On March 10, 1999, the OP financed part of a property acquisition with the
seller in the amount of $15 million. The note bore interest at the rate of 7.25%
per annum. The note was repaid with funds from the Credit Lyonnais note on April
12, 1999.

On April 12, 1999, the OP entered into an unsecured credit agreement with Credit
Lyonnais ("CLNY Agreement") under which the OP may borrow up to a maximum of $50
million on or before July 9, 1999. As of September 30, 1999, the Company has
borrowed the total $50 million under the CLNY Agreement. The note provides that
borrowings bear interest at the then current LIBOR plus a margin spread ranging
from 2.00% to 2.75%, dependent on a leverage ratio formula, and matures on April
11, 2002.



                                 Page 18 of 23
<PAGE>   19

On January 17, 1998 the OP entered into a credit agreement with a syndicate of
banks for an unsecured revolving credit line of $175 million. This credit
agreement replaced the Company's then existing line of credit. As of September
30, 1999, the Company has approximately $11 million available under the
unsecured line of credit. The Company may request advances under this credit
agreement to finance the acquisition of properties, to repair and update
properties and for working capital. This credit agreement expires on January 15,
2001 and provides that borrowings thereunder bear interest at LIBOR plus a
margin spread which was 1.35% per annum at September 30, 1999. On February 23,
1999, the OP entered into an Assignment and Acceptance agreement that became
effective on April 12, 1999 upon execution of the credit agreement with Credit
Lyonnais. Under the terms of the Assignment and Acceptance the OP became a party
to the revolving credit agreement, and accepted the assignment of $10 million of
the available credit line. This agreement effectively reduced the maximum
availability under the revolving credit agreement by $10 million.

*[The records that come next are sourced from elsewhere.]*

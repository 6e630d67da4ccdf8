//! In-memory collaborators shared by unit tests.

use std::collections::BTreeMap;
use std::sync::Mutex;
use std::sync::atomic::{AtomicUsize, Ordering};
use std::sync::Arc;
use std::time::Duration;

use async_trait::async_trait;
use bytes::Bytes;
use tokio::sync::mpsc;
use uuid::Uuid;

use crate::cache::{CacheManager, MemoryCache};
use crate::config::{MemoryCacheConfig, OAuthClientConfig, OAuthSettings, Settings};
use crate::error::{AppError, AppResult};
use crate::external::oauth::{OAuthClient, OAuthProfile};
use crate::external::storage::{ImageKind, Uploader};
use crate::jobs::{JobQueue, QueuedJob};
use crate::models::{NewUser, OAuthProvider, OnlineStatus, User};
use crate::repositories::pagination::{Page, decode_cursor, encode_cursor};
use crate::repositories::{UserQuery, UserStore, UsernameCursor};
use crate::services::mail::{MailMessage, MailProvider};
use crate::services::{
    AuthService, Backends, OAuthService, Services, SessionService, UserService,
};

fn timestamp() -> jiff_diesel::Timestamp {
    jiff_diesel::Timestamp::from(jiff::Timestamp::now())
}

#[derive(Default)]
struct StoreState {
    next_id: i32,
    users: BTreeMap<i32, User>,
    links: Vec<(i32, OAuthProvider)>,
    next_prefix_count: Option<i64>,
    concurrent_insert: Option<(NewUser, OAuthProvider)>,
}

impl StoreState {
    fn store(&mut self, new_user: NewUser, provider: OAuthProvider) -> AppResult<User> {
        self.check_unique(0, &new_user.email, &new_user.username)?;

        self.next_id += 1;
        let user = User {
            id: self.next_id,
            email: new_user.email,
            username: new_user.username,
            name: new_user.name,
            password: new_user.password,
            picture: None,
            confirmed: new_user.confirmed,
            online_status: OnlineStatus::Offline,
            default_status: OnlineStatus::Online,
            credentials: new_user.credentials,
            created_at: timestamp(),
            updated_at: timestamp(),
        };
        self.users.insert(user.id, user.clone());
        self.links.push((user.id, provider));
        Ok(user)
    }

    fn check_unique(&self, id: i32, email: &str, username: &str) -> AppResult<()> {
        for other in self.users.values().filter(|u| u.id != id) {
            if other.email == email {
                return Err(AppError::duplicate("user", "email", email));
            }
            if other.username == username {
                return Err(AppError::duplicate("user", "username", username));
            }
        }
        Ok(())
    }
}

/// `UserStore` with the same uniqueness rules as the database.
#[derive(Default)]
pub(crate) struct InMemoryUserStore {
    state: Mutex<StoreState>,
}

impl InMemoryUserStore {
    /// Makes the next prefix count return `count`, as if it raced an insert.
    pub(crate) fn set_next_prefix_count(&self, count: i64) {
        self.state.lock().unwrap().next_prefix_count = Some(count);
    }

    /// Lands `new_user` right before the next insert, as a concurrent
    /// request would. Returns the id it will get.
    pub(crate) fn stage_concurrent_insert(&self, new_user: NewUser, provider: OAuthProvider) -> i32 {
        let mut state = self.state.lock().unwrap();
        state.concurrent_insert = Some((new_user, provider));
        state.next_id + 1
    }
}

#[async_trait]
impl UserStore for InMemoryUserStore {
    async fn insert(&self, new_user: NewUser, provider: OAuthProvider) -> AppResult<User> {
        let mut state = self.state.lock().unwrap();
        if let Some((rival, rival_provider)) = state.concurrent_insert.take() {
            state.store(rival, rival_provider)?;
        }
        state.store(new_user, provider)
    }

    async fn find_by_id(&self, id: i32) -> AppResult<Option<User>> {
        Ok(self.state.lock().unwrap().users.get(&id).cloned())
    }

    async fn find_by_email(&self, email: &str) -> AppResult<Option<User>> {
        let state = self.state.lock().unwrap();
        Ok(state.users.values().find(|u| u.email == email).cloned())
    }

    async fn find_by_username(&self, username: &str) -> AppResult<Option<User>> {
        let state = self.state.lock().unwrap();
        Ok(state.users.values().find(|u| u.username == username).cloned())
    }

    async fn count_username_prefix(&self, slug: &str) -> AppResult<i64> {
        let mut state = self.state.lock().unwrap();
        if let Some(count) = state.next_prefix_count.take() {
            return Ok(count);
        }
        Ok(state
            .users
            .values()
            .filter(|u| u.username.starts_with(slug))
            .count() as i64)
    }

    async fn save(&self, user: &User) -> AppResult<User> {
        let mut state = self.state.lock().unwrap();
        if !state.users.contains_key(&user.id) {
            return Err(AppError::not_found("user", "id", user.id));
        }
        state.check_unique(user.id, &user.email, &user.username)?;

        let mut saved = user.clone();
        saved.updated_at = timestamp();
        state.users.insert(saved.id, saved.clone());
        Ok(saved)
    }

    async fn delete(&self, id: i32) -> AppResult<usize> {
        let mut state = self.state.lock().unwrap();
        state.links.retain(|(user_id, _)| *user_id != id);
        Ok(usize::from(state.users.remove(&id).is_some()))
    }

    async fn link_provider(&self, user_id: i32, provider: OAuthProvider) -> AppResult<()> {
        let mut state = self.state.lock().unwrap();
        if !state.links.contains(&(user_id, provider)) {
            state.links.push((user_id, provider));
        }
        Ok(())
    }

    async fn providers(&self, user_id: i32) -> AppResult<Vec<OAuthProvider>> {
        let state = self.state.lock().unwrap();
        Ok(state
            .links
            .iter()
            .filter(|(id, _)| *id == user_id)
            .map(|(_, provider)| *provider)
            .collect())
    }

    async fn query(&self, query: &UserQuery) -> AppResult<Page<User>> {
        let search = query.search.as_deref().map(str::to_lowercase);
        let mut listing: Vec<User> = {
            let state = self.state.lock().unwrap();
            state
                .users
                .values()
                .filter(|u| u.confirmed)
                .filter(|u| {
                    search
                        .as_deref()
                        .is_none_or(|s| u.name.to_lowercase().contains(s))
                })
                .cloned()
                .collect()
        };
        listing.sort_by(|a, b| a.username.cmp(&b.username));
        let total_count = listing.len() as i64;

        if let Some(after) = &query.page.after {
            let position: UsernameCursor = decode_cursor(after)?;
            listing.retain(|u| u.username > position.username);
        }
        listing.truncate(query.page.fetch_limit() as usize);

        Page::from_rows(listing, &query.page, total_count, |user: &User| {
            encode_cursor(&UsernameCursor {
                username: user.username.clone(),
            })
        })
    }
}

/// Uploader that records calls; deletes can be made to fail.
#[derive(Default)]
pub(crate) struct RecordingUploader {
    uploaded: Mutex<Vec<String>>,
    deleted: Mutex<Vec<String>>,
    failing_deletes: AtomicUsize,
}

impl RecordingUploader {
    pub(crate) fn uploaded(&self) -> Vec<String> {
        self.uploaded.lock().unwrap().clone()
    }

    pub(crate) fn deleted(&self) -> Vec<String> {
        self.deleted.lock().unwrap().clone()
    }

    /// The next `count` deletes fail.
    pub(crate) fn fail_deletes(&self, count: usize) {
        self.failing_deletes.store(count, Ordering::SeqCst);
    }
}

#[async_trait]
impl Uploader for RecordingUploader {
    async fn upload_image(
        &self,
        user_id: i32,
        _image: Bytes,
        kind: ImageKind,
        _ratio: f64,
    ) -> AppResult<String> {
        let url = format!(
            "https://cdn.test/pictures/{}/{}.{}",
            user_id,
            Uuid::new_v4(),
            kind.extension()
        );
        self.uploaded.lock().unwrap().push(url.clone());
        Ok(url)
    }

    async fn delete_file(&self, url: &str) -> AppResult<()> {
        let failing = self
            .failing_deletes
            .fetch_update(Ordering::SeqCst, Ordering::SeqCst, |n| n.checked_sub(1));
        if failing.is_ok() {
            return Err(AppError::internal(anyhow::anyhow!("storage unavailable")));
        }
        self.deleted.lock().unwrap().push(url.to_string());
        Ok(())
    }
}

#[derive(Default)]
pub(crate) struct RecordingMailer {
    sent: Mutex<Vec<MailMessage>>,
}

impl RecordingMailer {
    pub(crate) fn sent(&self) -> Vec<MailMessage> {
        self.sent.lock().unwrap().clone()
    }
}

#[async_trait]
impl MailProvider for RecordingMailer {
    async fn send(&self, message: &MailMessage) -> AppResult<()> {
        self.sent.lock().unwrap().push(message.clone());
        Ok(())
    }

    fn name(&self) -> &'static str {
        "recording"
    }
}

/// Accepts a single authorization code and returns a fixed profile.
pub(crate) struct FakeOAuthClient;

impl FakeOAuthClient {
    pub(crate) const CODE: &'static str = "valid-code";
}

#[async_trait]
impl OAuthClient for FakeOAuthClient {
    async fn fetch_profile(
        &self,
        _provider: OAuthProvider,
        _client: &OAuthClientConfig,
        code: &str,
    ) -> AppResult<OAuthProfile> {
        if code != Self::CODE {
            return Err(AppError::unauthorized("Invalid authorization code"));
        }
        Ok(OAuthProfile {
            email: "octo@example.com".to_string(),
            name: "Octo Cat".to_string(),
        })
    }
}

fn oauth_client(name: &str) -> OAuthClientConfig {
    OAuthClientConfig {
        client_id: format!("{name}-client"),
        client_secret: "secret".to_string(),
        redirect_url: format!("http://localhost:3000/api/auth/oauth/{name}/callback"),
        authorize_url: None,
        token_url: None,
        userinfo_url: None,
        scopes: Vec::new(),
    }
}

/// Settings used by service and router tests.
pub(crate) fn test_settings() -> Settings {
    let mut settings = Settings::default();
    settings.jwt.secret = "test_secret_key_at_least_32_characters_long".to_string();
    settings.auth.oauth = OAuthSettings {
        github: Some(oauth_client("github")),
        google: Some(oauth_client("google")),
        ..Default::default()
    };
    settings
}

/// Fully wired services over in-memory collaborators.
pub(crate) struct TestContext {
    pub settings: Settings,
    pub store: Arc<InMemoryUserStore>,
    pub uploader: Arc<RecordingUploader>,
    pub mailer: Arc<RecordingMailer>,
    pub cache: CacheManager,
    pub services: Services,
    pub users: UserService,
    pub auth: AuthService,
    pub oauth: OAuthService,
    pub sessions: SessionService,
    jobs: tokio::sync::Mutex<mpsc::Receiver<QueuedJob>>,
}

impl TestContext {
    /// Waits briefly for the next enqueued job.
    pub(crate) async fn next_job(&self) -> QueuedJob {
        let mut jobs = self.jobs.lock().await;
        tokio::time::timeout(Duration::from_secs(1), jobs.recv())
            .await
            .expect("timed out waiting for a job")
            .expect("job queue closed")
    }

    pub(crate) fn try_next_job(&self) -> Option<QueuedJob> {
        self.jobs.try_lock().ok()?.try_recv().ok()
    }
}

pub(crate) async fn test_context() -> TestContext {
    let settings = test_settings();
    let store = Arc::new(InMemoryUserStore::default());
    let uploader = Arc::new(RecordingUploader::default());
    let mailer = Arc::new(RecordingMailer::default());
    let cache = CacheManager::from_backend(Arc::new(MemoryCache::new(
        &MemoryCacheConfig::default(),
    )));
    let (jobs, receiver) = JobQueue::bounded(16);

    let services = Services::new(
        &settings,
        Backends {
            store: store.clone(),
            cache: cache.clone(),
            uploader: uploader.clone(),
            oauth_client: Arc::new(FakeOAuthClient),
            mailer: mailer.clone(),
            jobs,
        },
    );

    TestContext {
        settings,
        store,
        uploader,
        mailer,
        cache,
        users: services.users.clone(),
        auth: services.auth.clone(),
        oauth: services.oauth.clone(),
        sessions: services.sessions.clone(),
        services,
        jobs: tokio::sync::Mutex::new(receiver),
    }
}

On October 5, 1999, a subsidiary of the Company issued $55 million of preferred
partnership units with priority distribution rights of 8.5% per annum. The
proceeds from the sale of the units were used primarily to repay the PAC Note
and to reduce borrowings under the Company's line of credit. Approximately $17
million of the proceeds were placed in an escrow account for use in future
acquisitions on a tax-deferred property exchange basis.

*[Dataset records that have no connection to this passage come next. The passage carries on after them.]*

//! Migrate command handler

use crate::config::settings::Settings;
use crate::db::{MigrationAction, run_migrations};
use crate::error::AppResult;

/// Handler for the migrate command
pub struct MigrateCommandHandler {
    config: Settings,
}

impl MigrateCommandHandler {
    pub fn new(config: Settings) -> Self {
        Self { config }
    }

    /// Picks the migration action from the command flags.
    pub fn action(dry_run: bool, rollback: Option<u32>) -> MigrationAction {
        match (dry_run, rollback) {
            (true, _) => MigrationAction::Pending,
            (false, Some(steps)) => MigrationAction::Rollback(steps as usize),
            (false, None) => MigrationAction::Up,
        }
    }

    /// Applies, reverts or lists migrations and prints the affected versions.
    pub async fn execute(&self, dry_run: bool, rollback: Option<u32>) -> AppResult<()> {
        self.config.database.validate()?;

        let action = Self::action(dry_run, rollback);
        let versions = run_migrations(&self.config.database.url, action).await?;

        let summary = match action {
            MigrationAction::Up if versions.is_empty() => {
                "✓ No migrations to apply - database is up to date".to_string()
            }
            MigrationAction::Up => format!("✓ Applied {} migration(s):", versions.len()),
            MigrationAction::Pending if versions.is_empty() => {
                "✓ No pending migrations".to_string()
            }
            MigrationAction::Pending => format!("{} pending migration(s):", versions.len()),
            MigrationAction::Rollback(_) => {
                format!("✓ Rolled back {} migration(s):", versions.len())
            }
        };
        println!("{summary}");
        for version in &versions {
            println!("  - {version}");
        }

        Ok(())
    }

    pub fn config(&self) -> &Settings {
        &self.config
    }
}
//! Request ID middleware for request tracing.
//!
//! Every request gets an identifier, either the incoming `x-request-id`
//! header or a fresh UUID. It is stored in the request extensions, echoed
//! in the response headers and scoped as a task-local so error bodies can
//! carry it.

use axum::{
    extract::Request,
    http::{HeaderName, HeaderValue},
    middleware::Next,
    response::Response,
};
use uuid::Uuid;

/// Header name for request ID.
pub const REQUEST_ID_HEADER: &str = "x-request-id";

/// Longest accepted client-supplied ID; longer ones are replaced.
const MAX_REQUEST_ID_LEN: usize = 128;

tokio::task_local! {
    static CURRENT_REQUEST_ID: String;
}

/// Request ID stored in request extensions for downstream access.
#[derive(Clone, Debug)]
pub struct RequestId(pub String);

/// ID of the request being handled by the current task, if any.
pub fn current_request_id() -> Option<String> {
    CURRENT_REQUEST_ID.try_with(Clone::clone).ok()
}

pub async fn request_id_middleware(mut request: Request, next: Next) -> Response {
    let request_id = request
        .headers()
        .get(REQUEST_ID_HEADER)
        .and_then(|v| v.to_str().ok())
        .filter(|v| !v.is_empty() && v.len() <= MAX_REQUEST_ID_LEN)
        .map(String::from)
        .unwrap_or_else(|| Uuid::new_v4().to_string());

    request
        .extensions_mut()
        .insert(RequestId(request_id.clone()));

    let mut response = CURRENT_REQUEST_ID
        .scope(request_id.clone(), next.run(request))
        .await;

    if let Ok(value) = HeaderValue::from_str(&request_id) {
        response
            .headers_mut()
            .insert(HeaderName::from_static(REQUEST_ID_HEADER), value);
    }

    response
}
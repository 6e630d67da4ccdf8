//! OAuth sign-in: authorization redirect and provider callback.

use std::sync::Arc;

use base64::Engine;
use base64::engine::general_purpose::URL_SAFE_NO_PAD;
use rand::Rng;

use crate::config::{OAuthClientConfig, OAuthSettings};
use crate::error::{AppError, AppResult};
use crate::external::oauth::{OAuthClient, OAuthEndpoints};
use crate::models::OAuthProvider;
use crate::services::auth_service::{AuthService, AuthTokens};
use crate::services::session_service::SessionService;
use crate::services::user_service::UserService;

#[derive(Clone)]
pub struct OAuthService {
    client: Arc<dyn OAuthClient>,
    providers: OAuthSettings,
    users: UserService,
    sessions: SessionService,
    auth: AuthService,
}

impl OAuthService {
    pub fn new(
        client: Arc<dyn OAuthClient>,
        providers: OAuthSettings,
        users: UserService,
        sessions: SessionService,
        auth: AuthService,
    ) -> Self {
        Self {
            client,
            providers,
            users,
            sessions,
            auth,
        }
    }

    /// Starts the flow: stores a fresh state and returns the provider URL.
    pub async fn authorization_url(&self, provider: OAuthProvider) -> AppResult<String> {
        let client = self.client_config(provider)?;
        let endpoints = OAuthEndpoints::resolve(provider, client)?;

        let state = generate_state();
        self.sessions.store_oauth_state(&state, provider).await?;
        endpoints.authorization_url(client, &state)
    }

    /// Completes the flow. The state is consumed whether or not it matches.
    pub async fn callback(
        &self,
        provider: OAuthProvider,
        code: &str,
        state: &str,
    ) -> AppResult<AuthTokens> {
        let client = self.client_config(provider)?;

        match self.sessions.take_oauth_state(state).await? {
            Some(expected) if expected == provider => {}
            _ => return Err(AppError::unauthorized("Invalid OAuth state")),
        }

        let profile = self.client.fetch_profile(provider, client, code).await?;
        let user = self
            .users
            .find_or_create(provider, &profile.email, &profile.name)
            .await?;

        tracing::info!(user_id = user.id, provider = %provider, "OAuth sign-in");
        self.auth.issue(user).await
    }

    fn client_config(&self, provider: OAuthProvider) -> AppResult<&OAuthClientConfig> {
        self.providers
            .client(provider)
            .ok_or_else(|| AppError::not_found("oauth_provider", "name", provider))
    }
}

fn generate_state() -> String {
    let mut bytes = [0u8; 32];
    rand::rng().fill(&mut bytes);
    URL_SAFE_NO_PAD.encode(bytes)
}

Management believes that cash from operations and the existing debt facilities,
along with the Company's ability to raise additional equity, including the
issuance of OP units in exchange for properties, will provide the Company with
sufficient liquidity to meet its short-term and long-term capital needs.
However, there can be no assurance that the terms at which existing debt is
refinanced will be as favorable to the Company as under the existing facilities.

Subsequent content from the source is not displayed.